Existe, inclusive, a política migratória, para impedir a migração de brasileiros ou brasileiras para outros países, principalmente para a Europa, como Portugal e Espanha, com a deportação de muitas pessoas. Muitas vezes, ocorre de serem identificadas essas pessoas, que seriam as vítimas, no aeroporto, quando chegam e são deportadas para o Brasil. Mas a diferença é o modo como se recebe por esse trabalho sexual. Na Europa, se recebe em euros. E, em Franca, há um caso de um travesti na Itália que está muito bem de vida e trabalha comumente, e as pessoas na nossa cidade não sabem dessa situação. Isto mostra que, na área da exploração sexual, a pretexto de proteger contra a exploração sexual, pode estar ocorrendo o uso distorcido dessa legislação de proteção, mas para impedir a imigração de trabalhadores e trabalhadoras para outros países. Com o mundo globalizado, os trabalhadores vão buscar trabalho para receber em dólar ou em euros e acabam deportados. Essa é uma situação distinta da violação laboral e sexual, e isso precisa ser enfrentado. Existe muito preconceito. Já há tratados estabelecendo, no caso da exploração sexual, que não se pode querer fazer a barganha. A vítima pode colaborar com a investigação, mas não como forma de barganha. Já existiu, baseado em estratégia, o conceito de que a vítima tinha de denunciar alguém no lugar em que ela estivesse para recebesse o programa de proteção. É conhecido o caso da brasileira que fez acordo com a polícia americana para denunciar um governador de Nova Iorque e depois ela voltou para o país. A gente encontra, nas pesquisas, essa situação, que não está bastante clara. Situações em que a pessoa está sendo vítima de coação, violência, ou em que não há essa coação.
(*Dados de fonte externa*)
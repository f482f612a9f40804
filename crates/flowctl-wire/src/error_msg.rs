// Copyright 2024-2026 Farlight Networks, LLC
//
// Licensed under the Apache License, Version 2.0 (the "License");
// you may not use this file except in compliance with the License.
// You may obtain a copy of the License at
//
//     http://www.apache.org/licenses/LICENSE-2.0
//
// Unless required by applicable law or agreed to in writing, software
// distributed under the License is distributed on an "AS IS" BASIS,
// WITHOUT WARRANTIES OR CONDITIONS OF ANY KIND, either express or implied.
// See the License for the specific language governing permissions and
// limitations under the License.

//! Error messages exchanged with the peer.

use crate::buf::Reader;
use crate::{DecodeError, EncodeError, ValidationError, Version};
use bytes::{BufMut, Bytes, BytesMut};

/// Error type and code numbers.
///
/// Top-level constants are the 1.2/1.3 numbering; [`codes::v10`] holds the
/// 1.0 numbering where it differs.
pub mod codes {
    /// Hello exchange failed.
    pub const HELLO_FAILED: u16 = 0;
    /// No version in common.
    pub const HELLO_INCOMPATIBLE: u16 = 0;

    /// Request was not understood.
    pub const BAD_REQUEST: u16 = 1;
    /// Unsupported version in the header.
    pub const BAD_VERSION: u16 = 0;
    /// Unsupported message type.
    pub const BAD_TYPE: u16 = 1;
    /// Wrong request length for the type.
    pub const BAD_LEN: u16 = 6;

    /// Error in an action.
    pub const BAD_ACTION: u16 = 2;
    /// Problem validating an output port.
    pub const BAD_OUT_PORT: u16 = 4;

    /// Error in an instruction.
    pub const BAD_INSTRUCTION: u16 = 3;
    /// Unknown instruction.
    pub const UNSUP_INST: u16 = 1;
    /// Invalid table id in goto-table.
    pub const BAD_TABLE_ID_INST: u16 = 2;
    /// Instruction type repeated (1.3).
    pub const DUP_INST: u16 = 9;

    /// Error in a match.
    pub const BAD_MATCH: u16 = 4;
    /// Field length is wrong.
    pub const BAD_MATCH_LEN: u16 = 1;
    /// Unsupported field masking or wildcarding.
    pub const BAD_WILDCARDS: u16 = 5;
    /// Unsupported mask.
    pub const BAD_MATCH_MASK: u16 = 8;
    /// A prerequisite was not met.
    pub const BAD_PREREQ: u16 = 9;
    /// A field was repeated.
    pub const DUP_FIELD: u16 = 10;

    /// Flow modification failed.
    pub const FLOW_MOD_FAILED: u16 = 5;
    /// Table does not exist or cannot hold the flow.
    pub const BAD_TABLE_ID_FLOW: u16 = 2;

    /// Group modification failed.
    pub const GROUP_MOD_FAILED: u16 = 6;
    /// Error in a bucket.
    pub const BAD_BUCKET: u16 = 12;

    /// Port modification failed.
    pub const PORT_MOD_FAILED: u16 = 7;
    /// Table modification failed.
    pub const TABLE_MOD_FAILED: u16 = 8;
    /// Queue operation failed.
    pub const QUEUE_OP_FAILED: u16 = 9;
    /// Switch configuration failed.
    pub const SWITCH_CONFIG_FAILED: u16 = 10;
    /// Role request failed.
    pub const ROLE_REQUEST_FAILED: u16 = 11;

    /// Meter modification failed (1.3).
    pub const METER_MOD_FAILED: u16 = 12;
    /// Invalid band.
    pub const BAD_BAND: u16 = 9;

    /// Table features request failed (1.3).
    pub const TABLE_FEATURES_FAILED: u16 = 13;

    /// Experimenter error; the code is the experimenter-defined type.
    pub const EXPERIMENTER: u16 = 0xffff;

    /// 1.0 numbering.
    pub mod v10 {
        /// Hello exchange failed.
        pub const HELLO_FAILED: u16 = 0;
        /// Request was not understood.
        pub const BAD_REQUEST: u16 = 1;
        /// Wrong request length for the type.
        pub const BAD_LEN: u16 = 6;
        /// Error in an action.
        pub const BAD_ACTION: u16 = 2;
        /// Problem validating an output port.
        pub const BAD_OUT_PORT: u16 = 4;
        /// Flow modification failed.
        pub const FLOW_MOD_FAILED: u16 = 3;
        /// Unsupported flow modification.
        pub const UNSUPPORTED: u16 = 5;
        /// Port modification failed.
        pub const PORT_MOD_FAILED: u16 = 4;
        /// Queue operation failed.
        pub const QUEUE_OP_FAILED: u16 = 5;
    }
}

/// Bytes of the offending message echoed back in an error reply.
pub const ERROR_DATA_LEN: usize = 64;

/// An error message.
#[derive(Debug, Clone, PartialEq, Eq)]
pub struct ErrorMsg {
    /// Error type.
    pub err_type: u16,
    /// Error code, or the experimenter-defined type when `err_type` is
    /// [`codes::EXPERIMENTER`].
    pub code: u16,
    /// Experimenter id of experimenter errors (1.2+).
    pub experimenter: Option<u32>,
    /// Context: usually the start of the offending message, or ASCII text
    /// for hello failures.
    pub data: Bytes,
}

impl ErrorMsg {
    /// Creates a standard error.
    pub fn new(err_type: u16, code: u16, data: impl Into<Bytes>) -> Self {
        Self {
            err_type,
            code,
            experimenter: None,
            data: data.into(),
        }
    }

    /// Builds the reply to a message that failed validation.
    #[must_use]
    pub fn for_rejected(version: Version, err: &ValidationError, offending: &[u8]) -> Self {
        let (err_type, code) = err.error_code(version);
        let n = offending.len().min(ERROR_DATA_LEN);
        Self::new(err_type, code, Bytes::copy_from_slice(&offending[..n]))
    }

    /// Builds the hello-failed reply sent when no version is shared.
    #[must_use]
    pub fn hello_incompatible(reason: &str) -> Self {
        Self::new(
            codes::HELLO_FAILED,
            codes::HELLO_INCOMPATIBLE,
            Bytes::copy_from_slice(reason.as_bytes()),
        )
    }

    /// Returns true if this reports a failed hello exchange.
    #[must_use]
    pub const fn is_hello_failed(&self) -> bool {
        self.err_type == codes::HELLO_FAILED && self.experimenter.is_none()
    }

    pub(crate) fn body_len(&self) -> usize {
        let fixed = if self.experimenter.is_some() { 8 } else { 4 };
        fixed + self.data.len()
    }

    pub(crate) fn encode(&self, version: Version, buf: &mut BytesMut) -> Result<(), EncodeError> {
        let is_experimenter = self.err_type == codes::EXPERIMENTER;
        match (self.experimenter, is_experimenter && version.has_oxm()) {
            (Some(experimenter), true) => {
                buf.put_u16(codes::EXPERIMENTER);
                buf.put_u16(self.code);
                buf.put_u32(experimenter);
            }
            (None, false) => {
                buf.put_u16(self.err_type);
                buf.put_u16(self.code);
            }
            (Some(_), false) => {
                return Err(EncodeError::unsupported(version, "experimenter error"));
            }
            (None, true) => {
                return Err(EncodeError::unsupported(
                    version,
                    "experimenter error without experimenter id",
                ));
            }
        }
        buf.put_slice(&self.data);
        Ok(())
    }

    pub(crate) fn decode(version: Version, r: &mut Reader<'_>) -> Result<Self, DecodeError> {
        let err_type = r.u16()?;
        let code = r.u16()?;
        let experimenter = if err_type == codes::EXPERIMENTER && version.has_oxm() {
            Some(r.u32()?)
        } else {
            None
        };
        Ok(Self {
            err_type,
            code,
            experimenter,
            data: r.rest(),
        })
    }
}

#[cfg(test)]
mod tests {
    use super::*;
    use crate::Violation;

    #[test]
    fn rejected_reply_truncates_offending_message() {
        let offending = [0xabu8; 200];
        let err = ValidationError::new(Violation::DuplicateField, "eth_type twice");
        let reply = ErrorMsg::for_rejected(Version::V1_3, &err, &offending);
        assert_eq!(reply.err_type, codes::BAD_MATCH);
        assert_eq!(reply.code, codes::DUP_FIELD);
        assert_eq!(reply.data.len(), ERROR_DATA_LEN);
    }

    #[test]
    fn experimenter_error_layout() {
        let err = ErrorMsg {
            err_type: codes::EXPERIMENTER,
            code: 7,
            experimenter: Some(0x0000_2320),
            data: Bytes::from_static(b"x"),
        };
        let mut buf = BytesMut::new();
        err.encode(Version::V1_2, &mut buf).expect("encode");
        assert_eq!(buf.len(), err.body_len());
        assert_eq!(&buf[..8], &[0xff, 0xff, 0, 7, 0, 0, 0x23, 0x20]);
        let decoded = ErrorMsg::decode(Version::V1_2, &mut Reader::new(&buf)).expect("decode");
        assert_eq!(decoded, err);

        let mut buf = BytesMut::new();
        assert!(err.encode(Version::V1_0, &mut buf).is_err());
    }

    #[test]
    fn hello_failed_carries_text() {
        let err = ErrorMsg::hello_incompatible("no common version");
        assert!(err.is_hello_failed());
        assert_eq!(&err.data[..], b"no common version");
    }
}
Por que o consentimento da vítima não é válido?
Ela está sendo constrangida, sequestrada, com a liberdade privada ou ameaçada, e, nessas situações, é invalidado qualquer consentimento. Isso está na nova lei do Protocolo de Palermo. Agora, quando a vítima já exercia determinada atividade ilícita no nosso país e vai pra outra nação, na nossa legislação anterior também seria crime. No Protocolo de Palermo, isso depende. Por exemplo, uma profissional do sexo que vai pra Europa e que já exercia a atividade em nosso país, e vai pra exercê-la com melhores condições, mas é enganada e tem que trabalhar em condições piores do que trabalhava antes. Essa fraude, pelo Protocolo de Palermo, torna invalido o consentimento, caracterizando o crime. Quando nada disso existe, e esse lugar é dentro do país, é indiferente para o protocolo. A nossa legislação fez essa adequação. Na nossa legislação e no protocolo, está dito que não é válido consentimento de menores de 18 anos que são considerados pelos tratados internacionais como crianças. Ou quando ocorre com abuso de vulnerabilidade.